use axum::http::StatusCode;
use axum::response::{IntoResponse, Response};
use serde_json::json;
use taskup_core::error::CoreError;

/// Application-level error type for HTTP handlers.
///
/// Wraps [`CoreError`] for domain errors and adds HTTP-specific variants.
/// Implements [`IntoResponse`] to produce consistent JSON error responses.
#[derive(Debug, thiserror::Error)]
pub enum AppError {
    /// A domain-level error from `taskup_core`.
    #[error(transparent)]
    Core(#[from] CoreError),

    /// A database error from sqlx.
    #[error("Database error: {0}")]
    Database(#[from] sqlx::Error),

    /// A bad request with a human-readable message.
    #[error("Bad request: {0}")]
    BadRequest(String),

    /// An internal error with a human-readable message.
    #[error("Internal error: {0}")]
    InternalError(String),
}

/// Convenience type alias for handler return values.
pub type AppResult<T> = Result<T, AppError>;

impl IntoResponse for AppError {
    fn into_response(self) -> Response {
        let (status, code, message) = match &self {
            // --- CoreError variants ---
            AppError::Core(core) => match core {
                CoreError::NotFound { entity, id } => (
                    StatusCode::NOT_FOUND,
                    "NOT_FOUND",
                    format!("{entity} with id {id} not found"),
                ),
                CoreError::Validation(msg) => {
                    (StatusCode::BAD_REQUEST, "VALIDATION_ERROR", msg.clone())
                }
                CoreError::Conflict(msg) => (StatusCode::CONFLICT, "CONFLICT", msg.clone()),
                CoreError::Unauthorized(msg) => {
                    (StatusCode::UNAUTHORIZED, "UNAUTHORIZED", msg.clone())
                }
                CoreError::Forbidden(msg) => (StatusCode::FORBIDDEN, "FORBIDDEN", msg.clone()),
                CoreError::Internal(msg) => {
                    tracing::error!(error = %msg, "Internal core error");
                    (
                        StatusCode::INTERNAL_SERVER_ERROR,
                        "INTERNAL_ERROR",
                        "An internal error occurred".to_string(),
                    )
                }
            },

            // --- Database errors ---
            AppError::Database(err) => classify_sqlx_error(err),

            // --- HTTP-specific errors ---
            AppError::BadRequest(msg) => (StatusCode::BAD_REQUEST, "BAD_REQUEST", msg.clone()),
            AppError::InternalError(msg) => {
                tracing::error!(error = %msg, "Internal error");
                (
                    StatusCode::INTERNAL_SERVER_ERROR,
                    "INTERNAL_ERROR",
                    "An internal error occurred".to_string(),
                )
            }
        };

        let body = json!({
            "error": message,
            "code": code,
        });

        (status, axum::Json(body)).into_response()
    }
}

/// Classify a sqlx error into an HTTP status, error code, and message.
///
/// - `RowNotFound` maps to 404.
/// - Unique constraint violations (constraint name starting with `uq_`) map to 409.
/// - Everything else maps to 500 with a sanitized message.
fn classify_sqlx_error(err: &sqlx::Error) -> (StatusCode, &'static str, String) {
    match err {
        sqlx::Error::RowNotFound => (
            StatusCode::NOT_FOUND,
            "NOT_FOUND",
            "Resource not found".to_string(),
        ),
        sqlx::Error::Database(db_err) => {
            // PostgreSQL unique constraint violation: error code 23505
            if db_err.code().as_deref() == Some("23505") {
                let constraint = db_err.constraint().unwrap_or("unknown");
                if constraint.starts_with("uq_") {
                    return (
                        StatusCode::CONFLICT,
                        "CONFLICT",
                        format!("Duplicate value violates unique constraint: {constraint}"),
                    );
                }
            }
            tracing::error!(error = %db_err, "Database error");
            (
                StatusCode::INTERNAL_SERVER_ERROR,
                "INTERNAL_ERROR",
                "An internal error occurred".to_string(),
            )
        }
        other => {
            tracing::error!(error = %other, "Database error");
            (
                StatusCode::INTERNAL_SERVER_ERROR,
                "INTERNAL_ERROR",
                "An internal error occurred".to_string(),
            )
        }
    }
}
▬▬▬▬▬▬
- **What is needed**
Could you return the complete set of entries exactly?

- **Result for this task**
use axum::http::StatusCode;
use axum::response::{IntoResponse, Response};
use serde_json::json;
use taskup_core::error::CoreError;

/// Application-level error type for HTTP handlers.
///
/// Wraps [`CoreError`] for domain errors and adds HTTP-specific variants.
/// Implements [`IntoResponse`] to produce consistent JSON error responses.
#[derive(Debug, thiserror::Error)]
pub enum AppError {
    /// A domain-level error from `taskup_core`.
    #[error(transparent)]
    Core(#[from] CoreError),

    /// A database error from sqlx.
    #[error("Database error: {0}")]
    Database(#[from] sqlx::Error),

    /// A bad request with a human-readable message.
    #[error("Bad request: {0}")]
    BadRequest(String),

    /// An internal error with a human-readable message.
    #[error("Internal error: {0}")]
    InternalError(String),
}

/// Convenience type alias for handler return values.
pub type AppResult<T> = Result<T, AppError>;

impl IntoResponse for AppError {
    fn into_response(self) -> Response {
        let (status, code, message) = match &self {
            // --- CoreError variants ---
            AppError::Core(core) => match core {
                CoreError::NotFound { entity, id } => (
                    StatusCode::NOT_FOUND,
                    "NOT_FOUND",
                    format!("{entity} with id {id} not found"),
                ),
                CoreError::Validation(msg) => {
                    (StatusCode::BAD_REQUEST, "VALIDATION_ERROR", msg.clone())
                }
                CoreError::Conflict(msg) => (StatusCode::CONFLICT, "CONFLICT", msg.clone()),
                CoreError::Unauthorized(msg) => {
                    (StatusCode::UNAUTHORIZED, "UNAUTHORIZED", msg.clone())
                }
                CoreError::Forbidden(msg) => (StatusCode::FORBIDDEN, "FORBIDDEN", msg.clone()),
                CoreError::Internal(msg) => {
                    tracing::error!(error = %msg, "Internal core error");
                    (
                        StatusCode::INTERNAL_SERVER_ERROR,
                        "INTERNAL_ERROR",
                        "An internal error occurred".to_string(),
                    )
                }
            },

            // --- Database errors ---
            AppError::Database(err) => classify_sqlx_error(err),

            // --- HTTP-specific errors ---
            AppError::BadRequest(msg) => (StatusCode::BAD_REQUEST, "BAD_REQUEST", msg.clone()),
            AppError::InternalError(msg) => {
                tracing::error!(error = %msg, "Internal error");
                (
                    StatusCode::INTERNAL_SERVER_ERROR,
                    "INTERNAL_ERROR",
                    "An internal error occurred".to_string(),
                )
            }
        };

        let body = json!({
            "error": message,
            "code": code,
        });

        (status, axum::Json(body)).into_response()
    }
}

/// Classify a sqlx error into an HTTP status, error code, and message.
///
/// - `RowNotFound` maps to 404.
/// - Unique constraint violations (constraint name starting with `uq_`) map to 409.
/// - Everything else maps to 500 with a sanitized message.
fn classify_sqlx_error(err: &sqlx::Error) -> (StatusCode, &'static str, String) {
    match err {
        sqlx::Error::RowNotFound => (
            StatusCode::NOT_FOUND,
            "NOT_FOUND",
            "Resource not found".to_string(),
        ),
        sqlx::Error::Database(db_err) => {
            // PostgreSQL unique constraint violation: error code 23505
            if db_err.code().as_deref() == Some("23505") {
                let constraint = db_err.constraint().unwrap_or("unknown");
                if constraint.starts_with("uq_") {
                    return (
                        StatusCode::CONFLICT,
                        "CONFLICT",
                        format!("Duplicate value violates unique constraint: {constraint}"),
                    );
                }
            }
            tracing::error!(error = %db_err, "Database error");
            (
                StatusCode::INTERNAL_SERVER_ERROR,
                "INTERNAL_ERROR",
                "An internal error occurred".to_string(),
            )
        }
        other => {
            tracing::error!(error = %other, "Database error");
            (
                StatusCode::INTERNAL_SERVER_ERROR,
                "INTERNAL_ERROR",
                "An internal error occurred".to_string(),
            )
        }
    }
}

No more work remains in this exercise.